The Balkan Connections to the Vienna Terror Attack 

SEERECON Special Security Analysis

As the investigation continues into the November 2020 Vienna terror attack, increasing attention is being focused on the Balkan militant Islamist network that has developed in both Austria and across the Western Balkans.[1]  

On November 2, 2020, Kujtim Fejzulai, a Balkan Islamist of Albanian origin born in North Macedonia and raised in Vienna, went on a pre-meditated shooting spree in the middle of Vienna wearing a fake suicide vest. During his eight-minute rampage, Fejzulai killed four people and wounded more than twenty before being shot dead by Vienna police. 

Fejzulai’s terror attack was the most-deadly action Balkan Islamists had yet carried out in Austria, but it was not an isolated incident. For the past thirty years, Vienna has been an important hub of Balkan Islamist activity, serving as both a financial and recruiting center for several Albanian, Bosnian and Sandžak militant Islamist networks.  

The origins of Vienna’s terror milieu can be traced to the early 1990s, when Alija Izetbegovic, the founder of Bosnia’s militant Islamist movement, established a financial headquarters in the city under the guise of the so-called “Third World Relief Agency” (TWRA), an “Islamic charity” run by a long-time associate of both Osama Bin Laden and Alija Izetbegovic, the Sudanese national Elfatih Hassanein.[2] According to former National Security Agency analyst John Schindler, TWRA was “Bosnia’s unique gift to radical Islam and Al Qa’ida . . . the Bosnian ‘model’ of how to use NGOs and aid money to pay for jihad and terrorism,”[3] while the terrorism expert J.M. Berger has claimed that thanks to TWRA, “Bosnia raised more money for extremism than virtually any other event you can point to in history.”[4] According to Thomas Joscelyn,   

TWRA was run by senior Bosnian government officials, and sponsored the relocation of hundreds, if not thousands, of jihadists to Bosnia to fight in the 1990s.
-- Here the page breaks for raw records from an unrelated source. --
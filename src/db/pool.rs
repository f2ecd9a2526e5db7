use sqlx::sqlite::{SqliteConnectOptions, SqliteJournalMode, SqlitePool, SqlitePoolOptions};
use std::path::{Path, PathBuf};
use std::str::FromStr;
use std::time::Duration;

/// Create a SQLite connection pool
///
/// The database file (and its parent directory) is created on first run.
/// Foreign keys are enforced on every connection so feedback rows cascade
/// with their owner.
pub async fn create_pool(
    database_url: &str,
    max_connections: u32,
) -> Result<SqlitePool, sqlx::Error> {
    tracing::info!("Creating database connection pool...");

    // Create parent directory if it doesn't exist
    if let Some(parent) = database_file(database_url).as_deref().and_then(Path::parent) {
        if !parent.as_os_str().is_empty() && !parent.exists() {
            std::fs::create_dir_all(parent).map_err(|e| {
                tracing::error!("Failed to create database directory: {}", e);
                sqlx::Error::Io(e)
            })?;
        }
    }

    let options = SqliteConnectOptions::from_str(database_url)?
        .create_if_missing(true)
        .foreign_keys(true)
        .journal_mode(SqliteJournalMode::Wal);

    let pool = SqlitePoolOptions::new()
        .max_connections(max_connections)
        .acquire_timeout(Duration::from_secs(10))
        .idle_timeout(Duration::from_secs(600))
        .max_lifetime(Duration::from_secs(1800))
        .connect_with(options)
        .await?;

    tracing::info!("Database connection pool created successfully");

    Ok(pool)
}

/// File path named by a `sqlite:` URL, `None` for in-memory databases
fn database_file(database_url: &str) -> Option<PathBuf> {
    let rest = database_url
        .strip_prefix("sqlite://")
        .or_else(|| database_url.strip_prefix("sqlite:"))?;
    let path = rest.split('?').next().unwrap_or_default();

    if path.is_empty() || path == ":memory:" {
        return None;
    }
    Some(PathBuf::from(path))
}

#[cfg(test)]
mod tests {
    use super::*;

    #[test]
    fn test_database_file() {
        assert_eq!(
            database_file("sqlite://data/feedback.db"),
            Some(PathBuf::from("data/feedback.db"))
        );
        assert_eq!(
            database_file("sqlite:///var/lib/app/db.sqlite?mode=rwc"),
            Some(PathBuf::from("/var/lib/app/db.sqlite"))
        );
        assert_eq!(database_file("sqlite::memory:"), None);
        assert_eq!(database_file("postgres://localhost/db"), None);
    }

    #[tokio::test]
    async fn test_create_pool_creates_parent_directory() {
        let temp_dir = tempfile::TempDir::new().unwrap();
        let path = temp_dir.path().join("nested").join("test.db");
        let url = format!("sqlite://{}", path.display());

        let pool = create_pool(&url, 1).await.unwrap();
        sqlx::query("SELECT 1").execute(&pool).await.unwrap();

        assert!(path.exists());
    }
}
While carrying out some legitimate humanitarian functions as a cover, TWRA was really a front for global terrorist operations.[5] 

A number of Izetbegović’s closest associates were on the TWRA board. For instance, at a meeting in Vienna on 14 September 1992 attended by Alija Izetbegović, Ejup Ganić, Haris Siljadžić and the above-mentioned Hassanein, Izetbegović intimates Irfan Ljevaković, Husein Živalj and Derviš Djudjević (the latter an original member of Izetbegovic’s original Islamist extremist group, the Mladi Muslimani) were elected to the board of TWRA.[6] (Živalj and Djudjević had gone to prison with Izetbegović in 1983. Ljevaković was charged with running a terrorist training camp in central Bosnia in April 2002). Other sources have claimed that Hassanein, Mustafa Cerić, Hasan Čengić (widely considered to be the leading Iranian agent in Bosnia), and Bakir Izetbegović (currently a member of Bosnia’s joint state presidency) also controlled the Vienna TWRA account.[7] Investigations into Osama Bin Laden’s fundraising activities have revealed that one of Izetbegovic’s closest associates, Hasan Čengić, exchanged millions of dollars with Al Qaeda co-founder Wael Jelaidan through TWRA at this time.   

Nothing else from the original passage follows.